O aborto e a pílula anticoncecional são proibidos em vários países na região mas os Governos locais têm aconselhado as mulheres a evitar engravidar devido ao risco de contrair Zika.

Uma medida que está a indignar responsáveis da ONU, referindo-a como inútil, já que estão proibidos ou são muito limitados os acessos a métodos de planeamento familiar como o aborto ou a contraceção defendidos pelas Nações Unidas.

"Como podem eles pedir a estas mulheres que não engravidem mas não lhe dar a possibilidade de impedir a gravidez?", perguntou indignada em conferência de imprensa a porta-voz do Alto Comissariado dos Direitos Humanos, Cécile Poully.
A ministra da Saúde de El Salvador, Violeta Menjivar, garantiu que os contracetivos estão agora mais disponíveis nos hospitais públicos do país, renovando o seu apelo às mulheres "para que pensem de forma responsável."
"O conselho dado às mulheres de atrasar a gravidez ignora o facto de que muitas delas não têm simplesmente o poder de decidir se e quando elas querem engravidar, num meio ambiente onde a violência sexual é moeda corrente", considerou por seu lado o alto-comissário da ONU para os Direitos Humanos, Zeid Ra'ad Al Hussein, em comunicado.

Al Hussein apelou os governos a "garantirem que as mulheres, os homens e os adolescentes tenham acesso a serviços e informações de qualidade sobre a saúde e a reprodução, sem discriminação", através do direito à contraceção e ao aborto num ambiente seguro.
Debate no Brasil
A epidemia reabriu também o debate sobre o aborto no Brasil, o maior país católico do mundo e também o país mais atingido pelo Zika, onde os bebés com microcefalia nascidos nos últimos meses ascendem já a milhares.
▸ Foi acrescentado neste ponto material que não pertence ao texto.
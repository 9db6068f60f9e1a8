//! Command-line interface definitions using clap

use std::path::Path;

use clap::{Parser, Subcommand};
use colored::Colorize;

use crate::config::StaticConfig;

/// tinylink - a minimal URL shortener
#[derive(Parser, Debug)]
#[command(name = "tinylink")]
#[command(version)]
#[command(about = "A minimal URL shortener service", long_about = None)]
pub struct Cli {
    /// Path to the TOML configuration file
    #[arg(long, short = 'c', global = true, default_value = "config.toml")]
    pub config: String,

    #[command(subcommand)]
    pub command: Option<Commands>,
}

/// Available commands
#[derive(Subcommand, Debug, PartialEq, Eq)]
pub enum Commands {
    /// Start the HTTP server (default)
    Serve,

    /// Manage configuration
    Config {
        #[command(subcommand)]
        action: ConfigCommands,
    },
}

/// Configuration management commands
#[derive(Subcommand, Debug, PartialEq, Eq)]
pub enum ConfigCommands {
    /// Generate example configuration file
    Generate {
        /// Output path (default: config.example.toml)
        output_path: Option<String>,

        /// Overwrite an existing file
        #[arg(long)]
        force: bool,
    },
}

/// Write the default configuration as TOML.
pub fn config_generate(output_path: Option<String>, force: bool) -> anyhow::Result<()> {
    let path = output_path.unwrap_or_else(|| "config.example.toml".to_string());

    if !force && Path::new(&path).exists() {
        anyhow::bail!("File already exists: {} (use --force to overwrite)", path);
    }

    println!(
        "{} {}",
        "Generating configuration file...".yellow(),
        path.blue()
    );

    StaticConfig::default()
        .save_to_file(&path)
        .map_err(|e| anyhow::anyhow!("Failed to write {}: {}", path, e))?;

    println!(
        "  {} {}",
        "Configuration file generated successfully".green(),
        path.blue()
    );
    Ok(())
}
No país estão contaminadas com Zika pelo menos 1,5 milhões de pessoas. Desde outubro nasceram 404 bebés brasileiros com microcefalia, contra 147 confirmados em todo o ano de 2014. Existem outros 3.670 casos associados sem certezas científicas ao vírus Zika.

A lei brasileira só permite o aborto em caso de violação, quando a vida da mãe esteja em perigo ou no caso de fetos acéfalos (sem cérebro).

Um grupo de militantes, de advogados e de médicos pró-aborto, lançaram agora uma batalha legal no Supremo Tribunal para que seja autorizado o aborto no caso de microcefalias ou quando as mulheres grávidas infetadas com o Zika não queiram levar a gravidez a termo.